The tank is going to be planted so plenty of shelter I use ro on my 500 ltr so ph 6.5 no probs 
It's going to be in my living room so watched all the time (this is also where I have my big one)
I had planed low tech and just topping up so no large water changes to keep the water as stable as pos
Many thanks 
Matt


----------



## Shrimptastic (7 Oct 2010)

*Re:*



			
				mdhardy01 said:
			
		

> The tank is going to be planted so plenty of shelter I use ro on my 500 ltr so ph 6.5 no probs
> It's going to be in my living room so watched all the time (this is also where I have my big one)
> I had planed low tech and just topping up so no large water changes to keep the water as stable as pos
> Many thanks
> Matt




Good choice. Keep the water parameters in check, and u shud be fine. I know people who BREED (not simply keep alive) really really high grade shrimp in tanks that are smaller than yours. But i guess the diff is that they obviously have no fish in there. Cancel the factors out (low grade shrimp but with fish) and you may just have yourself a nice tank  go for it, goodluck


----------



## mdhardy01 (7 Oct 2010)

Many thanks not sure if I'm going to add fish might just start with the crs and see how it goes


----------



## mdhardy01 (8 Oct 2010)

Just one more quick question 
What would you recommend as a substrate?
I'm thinking of Acadama but some say Ada aquasoil
What would be best
Many thanks
Matt


----------



## dw1305 (8 Oct 2010)

Hi all,


> Please don't do 30% water change everyday. I'm sorry, but your shrimp will die if you do that. lol.

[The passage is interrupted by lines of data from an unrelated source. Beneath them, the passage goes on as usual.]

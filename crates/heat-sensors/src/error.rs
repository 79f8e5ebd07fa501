//! Error types for sensor acquisition.
//!
//! Read failures stay internal to this crate: callers of
//! [`crate::SnapshotSource::sample`] only ever see an absent signal.

use thiserror::Error;

/// Result type for sensor read operations.
pub type Result<T> = std::result::Result<T, SensorError>;

/// Errors that can occur while reading a single sensor signal.
#[derive(Error, Debug)]
pub enum SensorError {
    /// The host exposes no source for this signal.
    #[error("signal unavailable: {signal}")]
    Unavailable {
        /// Name of the signal that could not be read.
        signal: &'static str,
    },

    /// Reading the underlying OS interface failed.
    #[error("sensor read failed: {0}")]
    Io(#[from] std::io::Error),

    /// The OS interface returned a value that could not be parsed.
    #[error("failed to parse sensor value: {value}")]
    Parse {
        /// The raw value that failed to parse.
        value: String,
    },
}

#[cfg(test)]
mod tests {
    use super::*;

    #[test]
    fn error_display_unavailable() {
        let err = SensorError::Unavailable {
            signal: "temperature",
        };
        assert_eq!(err.to_string(), "signal unavailable: temperature");
    }

    #[test]
    fn error_display_parse() {
        let err = SensorError::Parse {
            value: "not-a-number".into(),
        };
        assert_eq!(
            err.to_string(),
            "failed to parse sensor value: not-a-number"
        );
    }

    #[test]
    fn io_error_converts() {
        let io = std::io::Error::new(std::io::ErrorKind::NotFound, "missing");
        let err: SensorError = io.into();
        assert!(err.to_string().contains("missing"));
    }
}
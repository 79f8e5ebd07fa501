//! Conservative advisory reports from heatwatch event history.
//!
//! The doctor looks at the recorded event log, counts throttling episodes,
//! and produces risk-reduction advice. It deliberately stays conservative:
//! airflow suggestions always apply, power-profile and ambient-temperature
//! hints only once throttling becomes frequent. Report generation is pure;
//! the reference time is injected so the 24-hour window is testable.

#![forbid(unsafe_code)]
#![warn(missing_docs)]

use chrono::{DateTime, Duration, Utc};
use heat_events::ThermalEvent;
use serde::Serialize;

/// Recent throttling count above which stronger suggestions are added.
const FREQUENT_THROTTLING: usize = 5;

/// A health report derived from the event history.
#[derive(Debug, Clone, PartialEq, Eq, Serialize)]
pub struct DoctorReport {
    /// Throttling events on record, all time.
    pub throttle_count: usize,
    /// Throttling events within the last 24 hours.
    pub recent_throttle_count: usize,
    /// Risk-reduction suggestions, most general first.
    pub suggestions: Vec<String>,
}

impl DoctorReport {
    /// Builds a report from the event history, with "recent" meaning the
    /// 24 hours before `now`.
    #[must_use]
    pub fn from_events(events: &[ThermalEvent], now: DateTime<Utc>) -> Self {
        let cutoff = now - Duration::hours(24);
        let throttle_count = events.iter().filter(|e| e.is_throttling()).count();
        let recent_throttle_count = events
            .iter()
            .filter(|e| e.is_throttling() && e.timestamp > cutoff)
            .count();

        let mut suggestions = Vec::new();
        if throttle_count > 0 {
            suggestions.push("ensure air vents are not obstructed".to_string());
            suggestions.push("avoid soft surfaces that block airflow".to_string());
            if recent_throttle_count > FREQUENT_THROTTLING {
                suggestions
                    .push("prefer a balanced power profile over high performance".to_string());
                suggestions.push("high ambient temperature may be contributing".to_string());
            }
        }

        Self {
            throttle_count,
            recent_throttle_count,
            suggestions,
        }
    }

    /// Returns true when no throttling has ever been recorded.
    #[must_use]
    pub fn is_healthy(&self) -> bool {
        self.throttle_count == 0
    }
}

impl std::fmt::Display for DoctorReport {
    fn fmt(&self, f: &mut std::fmt::Formatter<'_>) -> std::fmt::Result {
        writeln!(f, "System health report")?;
        if self.is_healthy() {
            writeln!(
                f,
                "  no throttling events on record; system appears healthy"
            )?;
            return Ok(());
        }

        writeln!(
            f,
            "  {} throttling events detected ({} in the last 24h)",
            self.throttle_count, self.recent_throttle_count
        )?;
        writeln!(f)?;
        writeln!(f, "Suggestions (risk reduction)")?;
        for suggestion in &self.suggestions {
            writeln!(f, "  - {suggestion}")?;
        }
        Ok(())
    }
}
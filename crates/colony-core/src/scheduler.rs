//! The citizen scheduler.
//!
//! One scheduler drives every citizen AI of a colony on a shared clock.
//! Each [`Scheduler::tick`] claims the current tick from the clock, then
//! evaluates every registered agent once, in ascending [`CitizenId`] order.
//! A failing agent is reported and skipped; the rest of the colony still
//! ticks.

use std::collections::{BTreeMap, BTreeSet};
use std::sync::{Arc, Mutex, PoisonError};

use colony_ai::{AiState, TargetError, TargetId, Tickable};
use colony_types::CitizenId;
use tracing::{debug, warn};

use crate::clock::{ClockError, TickClock};

/// What one agent did during a tick.
#[derive(Debug, Clone, Copy, PartialEq, Eq)]
pub struct AgentOutcome<S> {
    /// The agent.
    pub citizen: CitizenId,
    /// The target that fired, if any.
    pub fired: Option<TargetId>,
    /// State before the tick.
    pub previous: S,
    /// State after the tick.
    pub current: S,
}

impl<S: AiState> AgentOutcome<S> {
    /// Whether the agent changed state.
    pub fn transitioned(&self) -> bool {
        self.previous != self.current
    }
}

/// An agent whose tick failed. Its state was left unchanged.
#[derive(Debug)]
pub struct AgentFault {
    /// The agent.
    pub citizen: CitizenId,
    /// The predicate or action error.
    pub error: TargetError,
}

/// Result of one scheduler tick.
#[derive(Debug)]
pub struct TickSummary<S> {
    /// The tick that was evaluated.
    pub tick: u64,
    /// Outcomes of agents that ticked successfully, in id order.
    pub outcomes: Vec<AgentOutcome<S>>,
    /// Agents whose tick failed, in id order.
    pub faults: Vec<AgentFault>,
    /// Agents dropped at the end of the tick.
    pub removed: Vec<CitizenId>,
}

impl<S: AiState> TickSummary<S> {
    /// Outcomes that changed state.
    pub fn transitions(&self) -> impl Iterator<Item = &AgentOutcome<S>> {
        self.outcomes.iter().filter(|o| o.transitioned())
    }

    /// Number of agents whose target fired.
    pub fn fired_count(&self) -> usize {
        self.outcomes.iter().filter(|o| o.fired.is_some()).count()
    }
}

/// Shared handle for removing agents from inside a running tick.
///
/// Actions cannot borrow the scheduler, so they capture a clone of this
/// handle instead. A requested agent is not ticked again and is dropped
/// once the running tick completes.
#[derive(Debug, Clone, Default)]
pub struct RemovalQueue {
    pending: Arc<Mutex<BTreeSet<CitizenId>>>,
}

impl RemovalQueue {
    /// Ask for `citizen` to be removed.
    pub fn request(&self, citizen: CitizenId) {
        self.pending
            .lock()
            .unwrap_or_else(PoisonError::into_inner)
            .insert(citizen);
    }

    /// Whether removal of `citizen` is pending.
    pub fn is_pending(&self, citizen: CitizenId) -> bool {
        self.pending
            .lock()
            .unwrap_or_else(PoisonError::into_inner)
            .contains(&citizen)
    }

    fn drain(&self) -> BTreeSet<CitizenId> {
        std::mem::take(&mut *self.pending.lock().unwrap_or_else(PoisonError::into_inner))
    }
}

/// Drives all registered agents on a shared clock.
pub struct Scheduler<S> {
    agents: BTreeMap<CitizenId, Box<dyn Tickable<S>>>,
    clock: TickClock,
    removals: RemovalQueue,
}

impl<S: AiState> Scheduler<S> {
    /// Create an empty scheduler at tick 0.
    pub fn new() -> Self {
        Self::with_clock(TickClock::new())
    }

    /// Create an empty scheduler on a restored clock.
    pub fn with_clock(clock: TickClock) -> Self {
        Self {
            agents: BTreeMap::new(),
            clock,
            removals: RemovalQueue::default(),
        }
    }

    /// Register an agent, replacing and returning any agent already
    /// registered under `citizen`.
    pub fn register(
        &mut self,
        citizen: CitizenId,
        agent: Box<dyn Tickable<S>>,
    ) -> Option<Box<dyn Tickable<S>>> {
        debug!(%citizen, "agent registered");
        self.agents.insert(citizen, agent)
    }

    /// Remove an agent now.
    pub fn unregister(&mut self, citizen: CitizenId) -> Option<Box<dyn Tickable<S>>> {
        self.agents.remove(&citizen)
    }

    /// Handle for deferred removal from inside actions.
    pub fn removal_queue(&self) -> RemovalQueue {
        self.removals.clone()
    }

    /// Whether `citizen` has a registered agent.
    pub fn contains(&self, citizen: CitizenId) -> bool {
        self.agents.contains_key(&citizen)
    }

    /// Number of registered agents.
    pub fn len(&self) -> usize {
        self.agents.len()
    }

    /// Whether no agent is registered.
    pub fn is_empty(&self) -> bool {
        self.agents.is_empty()
    }

    /// Registered citizens in tick order.
    pub fn citizens(&self) -> impl Iterator<Item = CitizenId> + '_ {
        self.agents.keys().copied()
    }

    /// Current state of an agent.
    pub fn current_state(&self, citizen: CitizenId) -> Option<S> {
        self.agents.get(&citizen).map(|a| a.current_state())
    }

    /// Okay-to-eat flag of an agent's active target.
    pub fn is_okay_to_eat(&self, citizen: CitizenId) -> Option<bool> {
        self.agents.get(&citizen).map(|a| a.is_okay_to_eat())
    }

    /// The shared clock.
    pub const fn clock(&self) -> &TickClock {
        &self.clock
    }

    /// Advance the clock, then evaluate every agent once for the tick it
    /// was on and drop agents whose removal was requested.
    ///
    /// A clock overflow is reported before any agent runs.
    pub fn tick(&mut self) -> Result<TickSummary<S>, ClockError> {
        let tick = self.clock.tick();
        self.clock.advance()?;
        let mut outcomes = Vec::with_capacity(self.agents.len());
        let mut faults = Vec::new();

        for (citizen, agent) in &mut self.agents {
            if self.removals.is_pending(*citizen) {
                continue;
            }
            match agent.tick(tick) {
                Ok(outcome) => outcomes.push(AgentOutcome {
                    citizen: *citizen,
                    fired: outcome.fired,
                    previous: outcome.previous,
                    current: outcome.current,
                }),
                Err(error) => {
                    warn!(tick, %citizen, error = %error, "agent tick failed; state unchanged");
                    faults.push(AgentFault {
                        citizen: *citizen,
                        error,
                    });
                }
            }
        }

        let removed: Vec<CitizenId> = self
            .removals
            .drain()
            .into_iter()
            .filter(|citizen| self.agents.remove(citizen).is_some())
            .collect();
        if !removed.is_empty() {
            debug!(tick, removed = removed.len(), "agents removed after tick");
        }

        Ok(TickSummary {
            tick,
            outcomes,
            faults,
            removed,
        })
    }
}

impl<S: AiState> Default for Scheduler<S> {
    fn default() -> Self {
        Self::new()
    }
}

impl<S> core::fmt::Debug for Scheduler<S> {
    fn fmt(&self, f: &mut core::fmt::Formatter<'_>) -> core::fmt::Result {
        f.debug_struct("Scheduler")
            .field("agents", &self.agents.keys().collect::<Vec<_>>())
            .field("clock", &self.clock)
            .finish_non_exhaustive()
    }
}

#[cfg(test)]
#[allow(clippy::unwrap_used)]
mod tests {
    use std::cell::RefCell;
    use std::rc::Rc;

    use colony_ai::{AiAgent, AiTarget, OffsetCounter};
    use colony_types::CitizenState;

    use super::*;

    fn id(raw: u32) -> CitizenId {
        CitizenId::new(raw).unwrap()
    }

    fn logging_agent(
        citizen: CitizenId,
        log: &Rc<RefCell<Vec<CitizenId>>>,
        counter: &OffsetCounter,
    ) -> Box<dyn Tickable<CitizenState>> {
        let log = Rc::clone(log);
        Box::new(AiAgent::new(CitizenState::Idle, ()).with_targets([AiTarget::on(
            CitizenState::Idle,
        )
        .action(move |_: &mut ()| {
            log.borrow_mut().push(citizen);
            Ok(None)
        })
        .build_with(counter)]))
    }

    #[test]
    fn agents_tick_in_ascending_id_order() {
        let counter = OffsetCounter::new();
        let log = Rc::new(RefCell::new(Vec::new()));
        let mut scheduler: Scheduler<CitizenState> = Scheduler::new();
        for raw in [9, 2, 5] {
            scheduler.register(id(raw), logging_agent(id(raw), &log, &counter));
        }

        let summary = scheduler.tick().unwrap();
        assert_eq!(summary.tick, 0);
        assert_eq!(*log.borrow(), vec![id(2), id(5), id(9)]);
        assert_eq!(summary.fired_count(), 3);
        assert_eq!(scheduler.clock().tick(), 1);
    }

    #[test]
    fn failing_agent_does_not_stop_others() {
        let counter = OffsetCounter::new();
        let mut scheduler: Scheduler<CitizenState> = Scheduler::new();
        scheduler.register(
            id(1),
            Box::new(AiAgent::new(CitizenState::Delivery, ()).with_targets([AiTarget::on(
                CitizenState::Delivery,
            )
            .action(|_: &mut ()| Err(TargetError::failed("no path")))
            .build_with(&counter)])),
        );
        scheduler.register(
            id(2),
            Box::new(AiAgent::new(CitizenState::Idle, ()).with_targets([AiTarget::on(
                CitizenState::Idle,
            )
            .transition_to(CitizenState::StartWorking)
            .build_with(&counter)])),
        );

        let summary = scheduler.tick().unwrap();
        assert_eq!(summary.faults.len(), 1);
        assert_eq!(summary.faults.first().unwrap().citizen, id(1));
        assert_eq!(scheduler.current_state(id(1)), Some(CitizenState::Delivery));
        assert_eq!(scheduler.current_state(id(2)), Some(CitizenState::StartWorking));
        assert_eq!(summary.transitions().count(), 1);
    }

    #[test]
    fn removal_requested_mid_tick_is_deferred() {
        let counter = OffsetCounter::new();
        let log = Rc::new(RefCell::new(Vec::new()));
        let mut scheduler: Scheduler<CitizenState> = Scheduler::new();
        let removals = scheduler.removal_queue();

        // Citizen 1 retires citizen 3 while the tick is running.
        scheduler.register(
            id(1),
            Box::new(AiAgent::new(CitizenState::Idle, ()).with_targets([AiTarget::on(
                CitizenState::Idle,
            )
            .action(move |_: &mut ()| {
                removals.request(id(3));
                Ok(None)
            })
            .build_with(&counter)])),
        );
        scheduler.register(id(2), logging_agent(id(2), &log, &counter));
        scheduler.register(id(3), logging_agent(id(3), &log, &counter));

        let summary = scheduler.tick().unwrap();
        assert_eq!(*log.borrow(), vec![id(2)]);
        assert_eq!(summary.removed, vec![id(3)]);
        assert!(!scheduler.contains(id(3)));
        assert_eq!(scheduler.len(), 2);
    }

    #[test]
    fn okay_to_eat_is_reported_per_agent() {
        let counter = OffsetCounter::new();
        let mut scheduler: Scheduler<CitizenState> = Scheduler::new();
        scheduler.register(
            id(4),
            Box::new(AiAgent::new(CitizenState::Idle, ()).with_targets([AiTarget::on(
                CitizenState::Idle,
            )
            .transition_to(CitizenState::Building)
            .okay_to_eat(false)
            .build_with(&counter)])),
        );
        assert_eq!(scheduler.is_okay_to_eat(id(4)), Some(true));
        scheduler.tick().unwrap();
        assert_eq!(scheduler.is_okay_to_eat(id(4)), Some(false));
        assert_eq!(scheduler.is_okay_to_eat(id(5)), None);
    }

    #[test]
    fn clock_overflow_leaves_agents_untouched() {
        let counter = OffsetCounter::new();
        let log = Rc::new(RefCell::new(Vec::new()));
        let mut scheduler: Scheduler<CitizenState> =
            Scheduler::with_clock(TickClock::at(u64::MAX));
        scheduler.register(id(1), logging_agent(id(1), &log, &counter));
        scheduler.removal_queue().request(id(1));

        assert!(matches!(scheduler.tick(), Err(ClockError::TickOverflow)));
        assert!(log.borrow().is_empty());
        assert!(scheduler.contains(id(1)));
        assert_eq!(scheduler.clock().tick(), u64::MAX);
    }
}
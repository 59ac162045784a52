//! Colony work orders: the polymorphic order model, its kind registry,
//! persistence, the client view codec and the colony-owned collection.
//!
//! # Modules
//!
//! - [`error`] -- Registry, persistence, view and manager errors
//! - [`kinds`] -- The standard kinds ([`BuildOrder`], [`DecorationOrder`])
//! - [`manager`] -- The per-colony collection ([`WorkManager`])
//! - [`order`] -- The [`WorkOrder`] trait, shared [`WorkOrderData`] and the
//!   [`ColonyContext`] seam
//! - [`registry`] -- Kind tag to factory map and compound (de)serialization
//! - [`view`] -- Flat binary client view

pub mod error;
pub mod kinds;
pub mod manager;
pub mod order;
pub mod registry;
pub mod view;

pub use error::{LoadError, PersistError, RegistryError, ViewError, WorkManagerError};
pub use kinds::{BUILD_KIND, BuildOrder, DECORATION_KIND, DecorationOrder};
pub use manager::{ColonyTickReport, WorkManager};
pub use order::{ColonyContext, Compound, WorkOrder, WorkOrderData, claim, unclaim};
pub use registry::{Factory, TAG_CLAIMED_BY, TAG_ID, TAG_TYPE, WorkOrderRegistry};
pub use view::{
    MAX_VIEW_STRING_LEN, create_work_order_view, decode_view, encode_view,
    serialize_view_network_data,
};
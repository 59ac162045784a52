//! The per-job task queue.
//!
//! The head of the queue is the task being serviced. The `returning` flag
//! sends the worker back to base to unload; it takes priority over the head.

use std::collections::VecDeque;

use colony_types::TaskToken;
use serde::{Deserialize, Serialize};

/// Ordered tasks of one dispatch job plus its returning flag.
#[derive(Debug, Clone, Default, PartialEq, Eq, Serialize, Deserialize)]
pub struct TaskQueue {
    queue: VecDeque<TaskToken>,
    returning: bool,
}

impl TaskQueue {
    /// Create an empty, non-returning queue.
    pub const fn new() -> Self {
        Self {
            queue: VecDeque::new(),
            returning: false,
        }
    }

    /// The task being serviced.
    pub fn head(&self) -> Option<TaskToken> {
        self.queue.front().copied()
    }

    /// Append a task at the tail.
    pub fn push_back(&mut self, token: TaskToken) {
        self.queue.push_back(token);
    }

    /// Remove and return the head.
    pub fn pop_front(&mut self) -> Option<TaskToken> {
        self.queue.pop_front()
    }

    /// Whether `token` is queued anywhere.
    pub fn contains(&self, token: TaskToken) -> bool {
        self.queue.contains(&token)
    }

    /// Remove the first occurrence of `token` from anywhere in the queue.
    pub fn remove(&mut self, token: TaskToken) -> bool {
        match self.queue.iter().position(|t| *t == token) {
            Some(index) => self.queue.remove(index).is_some(),
            None => false,
        }
    }

    /// Apply the task-deletion rules: if `token` is queued, remove it, and if
    /// it was the head, send the worker back to unload what it picked up.
    ///
    /// Returns whether the token was queued.
    pub fn on_task_deletion(&mut self, token: TaskToken) -> bool {
        if !self.contains(token) {
            return false;
        }
        if self.head() == Some(token) {
            self.returning = true;
        }
        self.remove(token)
    }

    /// Number of queued tasks.
    pub fn len(&self) -> usize {
        self.queue.len()
    }

    /// Whether no task is queued.
    pub fn is_empty(&self) -> bool {
        self.queue.is_empty()
    }

    /// Queued tasks, head first.
    pub fn iter(&self) -> impl Iterator<Item = TaskToken> + '_ {
        self.queue.iter().copied()
    }

    /// Whether the worker must return to unload.
    pub const fn is_returning(&self) -> bool {
        self.returning
    }

    /// Set the returning flag.
    pub const fn set_returning(&mut self, returning: bool) {
        self.returning = returning;
    }

    /// Whether there is anything to do: a queued task or a pending return.
    pub fn has_task(&self) -> bool {
        !self.queue.is_empty() || self.returning
    }
}
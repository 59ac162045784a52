//! The per-agent AI driver.
//!
//! An [`AiAgent`] owns one state machine: the current state, the
//! [`TargetTable`] and a host-defined context that predicates and actions
//! operate on. The scheduler ticks agents through the object-safe
//! [`Tickable`] trait so agents with different context types can share one
//! scheduler.

use tracing::debug;

use crate::error::TargetError;
use crate::state::AiState;
use crate::table::{TargetId, TargetTable};
use crate::target::AiTarget;

/// Outcome of one agent tick.
#[derive(Debug, Clone, Copy, PartialEq, Eq)]
pub struct AgentTick<S> {
    /// The tick that was evaluated.
    pub tick: u64,
    /// State before the tick.
    pub previous: S,
    /// State after the tick.
    pub current: S,
    /// The target that fired, if any.
    pub fired: Option<TargetId>,
}

impl<S: AiState> AgentTick<S> {
    /// Whether the tick changed the agent's state.
    pub fn transitioned(&self) -> bool {
        self.previous != self.current
    }
}

/// Object-safe view of an agent for the scheduler.
pub trait Tickable<S> {
    /// Evaluate the agent's target table for `tick` and commit the result.
    ///
    /// On error the agent's state is left as it was before the call.
    fn tick(&mut self, tick: u64) -> Result<AgentTick<S>, TargetError>;

    /// The agent's current state.
    fn current_state(&self) -> S;

    /// Whether the active target allows a hunger interrupt. The decision to
    /// eat belongs to the caller.
    fn is_okay_to_eat(&self) -> bool;
}

/// A citizen AI: current state, target table and context.
pub struct AiAgent<S, C> {
    state: S,
    table: TargetTable<S, C>,
    context: C,
    active: Option<TargetId>,
    okay_to_eat: bool,
    last_tick: Option<u64>,
}

impl<S: AiState, C: 'static> AiAgent<S, C> {
    /// Create an agent in `initial` state with an empty table.
    pub const fn new(initial: S, context: C) -> Self {
        Self {
            state: initial,
            table: TargetTable::new(),
            context,
            active: None,
            okay_to_eat: true,
            last_tick: None,
        }
    }

    /// Builder-style registration of several targets.
    #[must_use]
    pub fn with_targets<I>(mut self, targets: I) -> Self
    where
        I: IntoIterator<Item = AiTarget<S, C>>,
    {
        let _ = self.table.register_all(targets);
        self
    }

    /// Append a target at the lowest priority.
    pub fn register(&mut self, target: AiTarget<S, C>) -> TargetId {
        self.table.register(target)
    }

    /// Retire a target; see [`TargetTable::unregister`].
    pub fn unregister(&mut self, id: TargetId) -> bool {
        self.table.unregister(id)
    }

    /// The agent's current state.
    pub const fn state(&self) -> S {
        self.state
    }

    /// Force the current state (e.g. host reset after a fault).
    pub const fn set_state(&mut self, state: S) {
        self.state = state;
    }

    /// The host context.
    pub const fn context(&self) -> &C {
        &self.context
    }

    /// The host context, mutably.
    pub const fn context_mut(&mut self) -> &mut C {
        &mut self.context
    }

    /// The target table.
    pub const fn table(&self) -> &TargetTable<S, C> {
        &self.table
    }

    /// The target table, mutably.
    pub const fn table_mut(&mut self) -> &mut TargetTable<S, C> {
        &mut self.table
    }

    /// The target that fired most recently.
    pub const fn active_target(&self) -> Option<TargetId> {
        self.active
    }

    /// The last tick evaluated, if any.
    pub const fn last_tick(&self) -> Option<u64> {
        self.last_tick
    }

    /// Okay-to-eat flag of the active target; `true` before any target has
    /// fired.
    pub const fn is_okay_to_eat(&self) -> bool {
        self.okay_to_eat
    }

    /// Evaluate one tick. See [`Tickable::tick`].
    pub fn tick(&mut self, tick: u64) -> Result<AgentTick<S>, TargetError> {
        let previous = self.state;
        let outcome = self.table.evaluate(previous, tick, &mut self.context);
        self.table.compact();
        self.last_tick = Some(tick);

        let Some(fired) = outcome? else {
            return Ok(AgentTick {
                tick,
                previous,
                current: previous,
                fired: None,
            });
        };

        self.active = Some(fired.id);
        self.okay_to_eat = fired.okay_to_eat;
        if let Some(next) = fired.next {
            self.state = next;
        }
        if self.state != previous {
            debug!(tick, target_id = %fired.id, from = ?previous, to = ?self.state, "AI transition");
        }

        Ok(AgentTick {
            tick,
            previous,
            current: self.state,
            fired: Some(fired.id),
        })
    }
}

impl<S: AiState, C: 'static> Tickable<S> for AiAgent<S, C> {
    fn tick(&mut self, tick: u64) -> Result<AgentTick<S>, TargetError> {
        Self::tick(self, tick)
    }

    fn current_state(&self) -> S {
        self.state
    }

    fn is_okay_to_eat(&self) -> bool {
        self.okay_to_eat
    }
}

impl<S: core::fmt::Debug, C: core::fmt::Debug> core::fmt::Debug for AiAgent<S, C> {
    fn fmt(&self, f: &mut core::fmt::Formatter<'_>) -> core::fmt::Result {
        f.debug_struct("AiAgent")
            .field("state", &self.state)
            .field("table", &self.table)
            .field("context", &self.context)
            .field("active", &self.active)
            .field("okay_to_eat", &self.okay_to_eat)
            .field("last_tick", &self.last_tick)
            .finish()
    }
}

#[cfg(test)]
#[allow(clippy::unwrap_used)]
mod tests {
    use super::*;
    use crate::offset::OffsetCounter;

    #[derive(Debug, Clone, Copy, PartialEq, Eq)]
    enum Phase {
        X,
        Y,
    }

    #[test]
    fn wildcard_fires_when_exact_predicate_fails() {
        let counter = OffsetCounter::new();
        let mut agent: AiAgent<Phase, ()> = AiAgent::new(Phase::X, ()).with_targets([
            AiTarget::on(Phase::X)
                .predicate(|_: &()| Ok(false))
                .build_with(&counter),
            AiTarget::blocking()
                .predicate(|_: &()| Ok(true))
                .transition_to(Phase::Y)
                .build_with(&counter),
        ]);

        let outcome = agent.tick(0).unwrap();
        assert!(outcome.transitioned());
        assert_eq!(agent.state(), Phase::Y);
        assert_eq!(outcome.current, Phase::Y);
    }

    #[test]
    fn none_keeps_current_state() {
        let counter = OffsetCounter::new();
        let mut agent: AiAgent<Phase, u32> = AiAgent::new(Phase::X, 0).with_targets([
            AiTarget::on(Phase::X)
                .action(|n: &mut u32| {
                    *n = n.saturating_add(1);
                    Ok(None)
                })
                .build_with(&counter),
        ]);

        for tick in 0..3 {
            let outcome = agent.tick(tick).unwrap();
            assert!(!outcome.transitioned());
            assert!(outcome.fired.is_some());
        }
        assert_eq!(*agent.context(), 3);
        assert_eq!(agent.last_tick(), Some(2));
    }

    #[test]
    fn failed_action_leaves_state_untouched() {
        let counter = OffsetCounter::new();
        let mut agent: AiAgent<Phase, ()> = AiAgent::new(Phase::X, ()).with_targets([
            AiTarget::on(Phase::X)
                .action(|_: &mut ()| Err(TargetError::failed("path blocked")))
                .build_with(&counter),
        ]);

        assert!(agent.tick(0).is_err());
        assert_eq!(agent.state(), Phase::X);
        assert!(agent.active_target().is_none());
    }

    #[test]
    fn okay_to_eat_follows_active_target() {
        let counter = OffsetCounter::new();
        let mut agent: AiAgent<Phase, ()> = AiAgent::new(Phase::X, ()).with_targets([
            AiTarget::on(Phase::X)
                .transition_to(Phase::Y)
                .okay_to_eat(false)
                .build_with(&counter),
            AiTarget::on(Phase::Y)
                .transition_to(Phase::X)
                .okay_to_eat(true)
                .build_with(&counter),
        ]);

        assert!(agent.is_okay_to_eat());
        agent.tick(0).unwrap();
        assert!(!agent.is_okay_to_eat());
        agent.tick(1).unwrap();
        assert!(agent.is_okay_to_eat());
    }
}
//! Clock, scheduler and run loop for the colony simulation.
//!
//! This crate drives the citizen AIs of `colony-ai` on a shared tick clock
//! and wraps the scheduler in an async, operator-controlled run loop.
//!
//! # Modules
//!
//! - [`clock`] -- Monotonic tick clock ([`TickClock`]).
//! - [`config`] -- Configuration loading from `colony-config.yaml` into
//!   strongly-typed structs.
//! - [`operator`] -- Pause, resume, speed and stop controls.
//! - [`runner`] -- The async run loop ([`run_colony`]).
//! - [`scheduler`] -- Per-tick agent evaluation ([`Scheduler`]).
//!
//! [`TickClock`]: clock::TickClock
//! [`run_colony`]: runner::run_colony
//! [`Scheduler`]: scheduler::Scheduler

pub mod clock;
pub mod config;
pub mod operator;
pub mod runner;
pub mod scheduler;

 First of all an apology but its certainly not true in my experience. I'd be interested in the reason for this, if your shrimps are dying with a larger water change? it is almost certainly because you have a water quality issue, but not to do with the water changes as such. 

I've got shrimp breeding in tanks where the water change is several 100% a day (trickle through systems), and I routinely change 50% - 75%  of the water in all of the smaller tanks if I've been away for more than a few days, and I change approx. 10% a day in all tanks smaller than 100 litres. You say you are not keeping Stingrays or Arrowana, but if you look a the "bio-load to volume of water" ratio in very small tanks you are actually dealing with very similar numbers. 

It is very difficult to meaningfully measure the level of pollution and  bioload of any aquaria (this has been part of my "day job") so assuming you do have a suitable source of water, dilution remains a very useful weapon in retaining water quality.

cheers Darrel


----------



## ghostsword (8 Oct 2010)

I got an acrylic nano, about 6L and I do a 1L water change change daily. No shrimp deaths yet, however I only got 5 shrimp in there, a mix of yellows and cherries. Maybe the CRS are more susceptible to WC. 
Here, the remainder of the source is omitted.